Incrementally load data from Data Warehouse to Lakehouse
In this tutorial, you learn how to incrementally load data from Data Warehouse to Lakehouse.
Overview
Here's the high-level solution diagram:
Here are the important steps to create this solution:
Select the watermark column. Select one column in the source data table, which can be used to slice the new or updated records for every run. Normally, the data in this selected column (for example, last_modify_time or ID) keeps increasing when rows are created or updated. The maximum value in this column is used as a watermark.
Prepare a table to store the last watermark value in your Data Warehouse.
Create a pipeline with the following workflow:
The pipeline in this solution has the following activities:
- Create two lookup activities. Use the first lookup activity to retrieve the last watermark value. Use the second lookup activity to retrieve the new watermark value. These watermark values are passed to the copy activity.
- Create a copy activity that copies rows from the source data table with the value of the watermark column greater than the old watermark value and less than the new watermark value. Then, it copies the data from the Data Warehouse to Lakehouse as a new file.
- Create a stored procedure activity that updates the last watermark value for the next pipeline run.
Prerequisites
- Data Warehouse. You use the Data Warehouse as the source data store. If you don't have it, see Create a Data Warehouse for steps to create one.
- Lakehouse. You use the Lakehouse as the destination data store. If you don't have it, see Create a Lakehouse for steps to create one. Create a folder named IncrementalCopy to store the copied data.
Preparing your source
Here are some tables and stored procedure that you need to prepare in your source Data Warehouse before configuring the incremental copy pipeline.
1. Create a data source table in your Data Warehouse
Run the following SQL command in your Data Warehouse to create a table named data_source_table as the data source table. In this tutorial, you use it as the sample data to do the incremental copy.

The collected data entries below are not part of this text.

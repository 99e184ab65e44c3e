// SPDX-License-Identifier: Apache-2.0 OR MIT
// Copyright (c) 2025-2026 naskel.com

//! Timer scheduling and the signal waiters.

mod common;

use common::{CountThenQuit, Pair, Source};
use edgewire::{
    connect, message_loop, wait_for_signal, Anchor, Edge, Timer, WorkerThread,
};
use std::time::{Duration, Instant};

#[test]
fn one_shot_timer_fires_once_then_deactivates() {
    let timer = Timer::new(Duration::from_millis(20), false);
    let probe = CountThenQuit::new(1);
    connect(timer.anchor(), &timer.timeout, &probe.anchor, &probe.slot);

    let start = Instant::now();
    timer.activate();
    assert!(timer.is_active());
    message_loop();

    assert_eq!(probe.hits, 1);
    assert!(!timer.is_active());
    assert!(start.elapsed() >= Duration::from_millis(15));
}

#[test]
fn repeating_timer_fires_periodically() {
    let timer = Timer::new(Duration::from_millis(10), true);
    let probe = CountThenQuit::new(3);
    connect(timer.anchor(), &timer.timeout, &probe.anchor, &probe.slot);

    let start = Instant::now();
    timer.activate();
    message_loop();

    assert_eq!(probe.hits, 3);
    // Fire k happens no earlier than start + k * period.
    assert!(start.elapsed() >= Duration::from_millis(25));
    // A repeating timer stays armed until told otherwise.
    assert!(timer.is_active());
    timer.deactivate();
}

#[test]
fn deactivated_timer_never_fires() {
    let fast = Timer::new(Duration::from_millis(5), true);
    let watchdog = Timer::new(Duration::from_millis(60), false);
    let probe = CountThenQuit::new(1);
    connect(fast.anchor(), &fast.timeout, &probe.anchor, &probe.slot);
    connect(watchdog.anchor(), &watchdog.timeout, &probe.anchor, &probe.slot);

    fast.activate();
    fast.deactivate();
    let start = Instant::now();
    watchdog.activate();
    message_loop();

    // Only the watchdog fired, and not before its own deadline: the fast
    // timer really was disarmed.
    assert_eq!(probe.hits, 1);
    assert!(start.elapsed() >= Duration::from_millis(50));
}

#[test]
fn timer_activated_from_another_thread_fires_on_its_owner() {
    let mut worker = WorkerThread::spawn().expect("spawn worker");

    let timer = Timer::new(Duration::from_millis(10), false);
    let probe = CountThenQuit::new(1);
    worker.grab_object(timer.anchor());
    worker.grab_object(&probe.anchor);

    // Both endpoints live on the worker; the connect ships over as one
    // operation, the activation as a timer-control message.
    connect(timer.anchor(), &timer.timeout, &probe.anchor, &probe.slot);
    timer.activate();

    worker.join().expect("worker panicked");
    assert_eq!(probe.hits, 1);
}

#[test]
fn wait_for_signal_catches_timer_fire() {
    let timer = Timer::new(Duration::from_millis(20), false);

    let caught = wait_for_signal(timer.anchor(), &timer.timeout, || {
        timer.activate();
        true
    });
    assert!(caught);
}

#[test]
fn wait_for_signal_respects_declined_starter() {
    let timer = Timer::new(Duration::from_millis(20), false);

    let caught = wait_for_signal(timer.anchor(), &timer.timeout, || false);
    assert!(!caught);
}

#[test]
fn wait_for_signal_reports_destroyed_edge() {
    let sig: Box<Source> = Source::new();
    let anchor: *const Anchor = &sig.anchor;
    let edge: *const Edge<Pair> = &sig.edge;
    let mut holder = Some(sig);

    // The starter destroys the watched edge (the box's heap allocation is
    // what the borrowed references point into; neither is touched after
    // the starter runs). The catcher gets disconnected instead of
    // signalled, and the wait reports failure.
    let caught = wait_for_signal(
        // SAFETY: valid until the starter drops the holder; unused after.
        unsafe { &*anchor },
        unsafe { &*edge },
        || {
            holder.take();
            true
        },
    );
    assert!(!caught);
}
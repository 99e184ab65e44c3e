// SPDX-License-Identifier: Apache-2.0 OR MIT
// Copyright (c) 2025-2026 naskel.com

//! Many-producer single-consumer intrusive queue (tail-swap).
//!
//! A singly-linked list with a permanent sentinel node. Producers allocate a
//! node and swap it into `tail`; the consumer walks `head` forward, moving
//! payloads out. Producers are wait-free (one atomic swap + one store);
//! the consumer never blocks.
//!
//! # Ordering
//!
//! - FIFO per producer.
//! - Across producers, delivery order is the linearization of `tail` swaps.

use std::cell::UnsafeCell;
use std::ptr;
use std::sync::atomic::{AtomicPtr, Ordering};

struct Node<T> {
    next: AtomicPtr<Node<T>>,
    /// `None` only on the sentinel; every enqueued node carries `Some`.
    payload: Option<T>,
}

impl<T> Node<T> {
    fn boxed(payload: Option<T>) -> *mut Self {
        Box::into_raw(Box::new(Self {
            next: AtomicPtr::new(ptr::null_mut()),
            payload,
        }))
    }
}

/// Lock-free MPSC queue of owned payloads.
///
/// Protocol:
/// - Any number of threads may call [`push`](Self::push) concurrently.
/// - Exactly ONE thread (the consumer) may call [`pop`](Self::pop). Which
///   thread that is may change over time, but calls must never overlap.
pub struct MpscQueue<T> {
    /// Consumer-owned cursor; always points at the current sentinel.
    head: UnsafeCell<*mut Node<T>>,
    /// Last enqueued node; producers swap themselves in here.
    tail: AtomicPtr<Node<T>>,
}

// SAFETY: MpscQueue is Send + Sync because:
// - `tail` is only touched through atomic swap/store (multi-producer safe).
// - `head` is only touched by the single consumer (protocol above), so the
//   UnsafeCell is never aliased.
// - A node is freed only after its successor link is published, and a
//   producer's predecessor cannot be freed before that producer stores the
//   `next` link (the consumer stops at a null `next`).
unsafe impl<T: Send> Send for MpscQueue<T> {}
unsafe impl<T: Send> Sync for MpscQueue<T> {}

impl<T> MpscQueue<T> {
    pub fn new() -> Self {
        let sentinel = Node::boxed(None);
        Self {
            head: UnsafeCell::new(sentinel),
            tail: AtomicPtr::new(sentinel),
        }
    }

    /// Enqueue a payload (wait-free, any thread).
    pub fn push(&self, payload: T) {
        let node = Node::boxed(Some(payload));
        // SeqCst swap: the global enqueue order is the order of these swaps.
        let prev = self.tail.swap(node, Ordering::SeqCst);
        // Release: the consumer must observe the fully-written node once it
        // sees the link. `prev` cannot have been freed: its `next` is still
        // null, and the consumer only frees nodes it has walked past.
        unsafe {
            (*prev).next.store(node, Ordering::Release);
        }
    }

    /// Dequeue one payload, or `None` when the queue is observed empty.
    ///
    /// Never blocks. Single-consumer: see the type-level protocol.
    pub fn pop(&self) -> Option<T> {
        // SAFETY: single-consumer contract makes the head cursor and the
        // nodes behind it exclusively ours; Acquire on `next` pairs with the
        // producer's Release publication.
        unsafe {
            let head = *self.head.get();
            let next = (*head).next.load(Ordering::Acquire);
            if next.is_null() {
                return None;
            }
            let payload = (*next).payload.take();
            drop(Box::from_raw(head));
            *self.head.get() = next;
            payload
        }
    }
}

impl<T> Default for MpscQueue<T> {
    fn default() -> Self {
        Self::new()
    }
}

impl<T> Drop for MpscQueue<T> {
    fn drop(&mut self) {
        // Exclusive access (&mut): free the whole chain, payloads included.
        let mut cursor = *self.head.get_mut();
        while !cursor.is_null() {
            // SAFETY: every node in the chain was Box-allocated by push/new
            // and is owned by the queue until walked past.
            let node = unsafe { Box::from_raw(cursor) };
            cursor = node.next.load(Ordering::Relaxed);
        }
    }
}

create table data_source_table
(
PersonID int,
Name varchar(255),
LastModifytime DATETIME2(6)
);
INSERT INTO data_source_table
(PersonID, Name, LastModifytime)
VALUES
(1, 'aaaa','9/1/2017 12:56:00 AM'),
(2, 'bbbb','9/2/2017 5:23:00 AM'),
(3, 'cccc','9/3/2017 2:36:00 AM'),
(4, 'dddd','9/4/2017 3:21:00 AM'),
(5, 'eeee','9/5/2017 8:06:00 AM');
The data in the data source table is shown below:
PersonID | Name | LastModifytime
-------- | ---- | --------------
1 | aaaa | 2017-09-01 00:56:00.000
2 | bbbb | 2017-09-02 05:23:00.000
3 | cccc | 2017-09-03 02:36:00.000
4 | dddd | 2017-09-04 03:21:00.000
5 | eeee | 2017-09-05 08:06:00.000
In this tutorial, you use LastModifytime as the watermark column.

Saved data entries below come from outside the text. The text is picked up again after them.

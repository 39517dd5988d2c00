// Immutable configuration tables.
//
// The city directory and the projection parameters are plain data that gets
// passed into the aggregation and projection functions. The built-in values
// match the production service footprint; deployments with a different
// footprint can deserialize their own tables and pass those instead.
use chrono::NaiveDate;
use once_cell::sync::Lazy;
use serde::{Deserialize, Serialize};
use std::collections::HashMap;

/// Pseudo city id meaning "no city filter".
pub const ALL_CITIES: &str = "all";

/// Display name used for the [`ALL_CITIES`] pseudo city.
pub const ALL_CITIES_NAME: &str = "All Cities";

/// Label used wherever a record has no usable value for a dimension.
pub const UNKNOWN: &str = "Unknown";

#[derive(Debug, Clone, Serialize, Deserialize)]
pub struct City {
    pub id: String,
    pub name: String,
}

/// The known service cities and the default attribution for records whose
/// city cannot be resolved.
#[derive(Debug, Clone, Serialize, Deserialize)]
pub struct CityDirectory {
    pub cities: Vec<City>,
    pub default_city_id: String,
}

impl CityDirectory {
    /// The production city footprint.
    pub fn builtin() -> Self {
        let cities = [
            ("LYGRRATQ7EGG2", "London"),
            ("L4NE8GPX89J3A", "Ottawa"),
            ("LDK6Z980JTKXY", "Kitchener-Waterloo"),
            ("LXMC6DWVJ5N7W", "Hamilton"),
            ("LG0VGFKQ25XED", "Calgary"),
        ]
        .into_iter()
        .map(|(id, name)| City {
            id: id.to_string(),
            name: name.to_string(),
        })
        .collect();
        CityDirectory {
            cities,
            default_city_id: "LYGRRATQ7EGG2".to_string(),
        }
    }

    /// The directory's own copy of `id`, when `id` is a known city.
    pub fn canonical_id(&self, id: &str) -> Option<&str> {
        self.cities
            .iter()
            .find(|c| c.id == id)
            .map(|c| c.id.as_str())
    }

    pub fn contains(&self, id: &str) -> bool {
        self.canonical_id(id).is_some()
    }

    pub fn name_of(&self, id: &str) -> Option<&str> {
        if id == ALL_CITIES {
            return Some(ALL_CITIES_NAME);
        }
        self.cities
            .iter()
            .find(|c| c.id == id)
            .map(|c| c.name.as_str())
    }

    /// Display name, falling back to [`UNKNOWN`] for unrecognized ids.
    pub fn display_name(&self, id: &str) -> &str {
        self.name_of(id).unwrap_or(UNKNOWN)
    }

    /// Case-insensitive reverse lookup of a display name.
    pub fn id_for_name(&self, name: &str) -> Option<&str> {
        let name = name.trim();
        self.cities
            .iter()
            .find(|c| c.name.eq_ignore_ascii_case(name))
            .map(|c| c.id.as_str())
    }

    pub fn default_city(&self) -> &str {
        &self.default_city_id
    }
}

impl Default for CityDirectory {
    fn default() -> Self {
        Self::builtin()
    }
}

/// Per-city growth assumptions feeding the projection engine.
#[derive(Debug, Clone, Serialize, Deserialize)]
pub struct ProjectionParams {
    pub name: String,
    pub population: Option<u64>,
    /// Year-over-year order growth, e.g. `1.35` for +35%.
    pub yearly_growth_factor: f64,
    /// 0..1; more mature markets grow slower.
    pub market_maturity: f64,
    /// Floor for any projected weekly point.
    pub min_weekly_orders: f64,
    pub operational_since: Option<NaiveDate>,
}

/// Everything the projection engine needs besides the historical series.
#[derive(Debug, Clone, Serialize, Deserialize)]
pub struct ProjectionConfig {
    pub per_city: HashMap<String, ProjectionParams>,
    /// Parameters used for [`ALL_CITIES`] and any city missing from `per_city`.
    pub all_cities: ProjectionParams,
    /// Week-of-month demand factors (weeks 1-5).
    pub weekly_seasonality: [f64; 5],
    /// Month-of-year demand factors (Jan-Dec).
    pub monthly_seasonality: [f64; 12],
    /// Months after this date are considered incomplete and are excluded
    /// from the projection baseline.
    pub history_cutoff: NaiveDate,
}

impl ProjectionConfig {
    pub fn builtin() -> Self {
        let mut per_city = HashMap::new();
        let entries = [
            ("LYGRRATQ7EGG2", "London", 400_000, 1.35, 0.15, 80.0, (2022, 12, 1)),
            ("L4NE8GPX89J3A", "Ottawa", 1_050_000, 1.28, 0.35, 35.0, (2023, 3, 15)),
            ("LDK6Z980JTKXY", "Kitchener-Waterloo", 575_000, 1.32, 0.30, 40.0, (2023, 6, 1)),
            ("LXMC6DWVJ5N7W", "Hamilton", 570_000, 1.25, 0.35, 30.0, (2023, 9, 10)),
            ("LG0VGFKQ25XED", "Calgary", 1_300_000, 1.40, 0.20, 25.0, (2023, 11, 20)),
        ];
        for (id, name, population, growth, maturity, min_weekly, (y, m, d)) in entries {
            per_city.insert(
                id.to_string(),
                ProjectionParams {
                    name: name.to_string(),
                    population: Some(population),
                    yearly_growth_factor: growth,
                    market_maturity: maturity,
                    min_weekly_orders: min_weekly,
                    operational_since: NaiveDate::from_ymd_opt(y, m, d),
                },
            );
        }
        ProjectionConfig {
            per_city,
            all_cities: ProjectionParams {
                name: ALL_CITIES_NAME.to_string(),
                population: None,
                yearly_growth_factor: 1.28,
                market_maturity: 0.25,
                min_weekly_orders: 85.0,
                operational_since: None,
            },
            weekly_seasonality: [0.98, 1.00, 1.05, 1.08, 0.95],
            monthly_seasonality: [
                0.95, 0.98, 1.02, 1.05, 1.08, 1.12, 1.10, 1.05, 1.10, 1.05, 1.00, 0.98,
            ],
            history_cutoff: NaiveDate::from_ymd_opt(2024, 10, 31)
                .unwrap_or(NaiveDate::MAX),
        }
    }

    /// Parameters for a city id; the all-cities set doubles as the fallback.
    pub fn params_for(&self, city_id: &str) -> &ProjectionParams {
        self.per_city.get(city_id).unwrap_or(&self.all_cities)
    }

    /// Seasonal factor for a zero-based week-of-month slot.
    pub fn week_factor(&self, week_of_month: usize) -> f64 {
        self.weekly_seasonality
            .get(week_of_month)
            .copied()
            .unwrap_or(1.0)
    }

    /// Seasonal factor for a zero-based month index.
    pub fn month_factor(&self, month0: usize) -> f64 {
        self.monthly_seasonality
            .get(month0)
            .copied()
            .unwrap_or(1.0)
    }
}

impl Default for ProjectionConfig {
    fn default() -> Self {
        Self::builtin()
    }
}

/// Shared built-in tables for call sites that don't inject their own.
pub static DEFAULT_CITIES: Lazy<CityDirectory> = Lazy::new(CityDirectory::builtin);
pub static DEFAULT_PROJECTION: Lazy<ProjectionConfig> = Lazy::new(ProjectionConfig::builtin);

2. Create another table in your Data Warehouse to store the last watermark value
Run the following SQL command in your Data Warehouse to create a table named watermarktable to store the last watermark value:
create table watermarktable ( TableName varchar(255), WatermarkValue DATETIME2(6), );
Set the default value of the last watermark with the table name of source data table. In this tutorial, the table name is data_source_table, and the default value is
1/1/2010 12:00:00 AM
.INSERT INTO watermarktable VALUES ('data_source_table','1/1/2010 12:00:00 AM')
Review the data in the table watermarktable.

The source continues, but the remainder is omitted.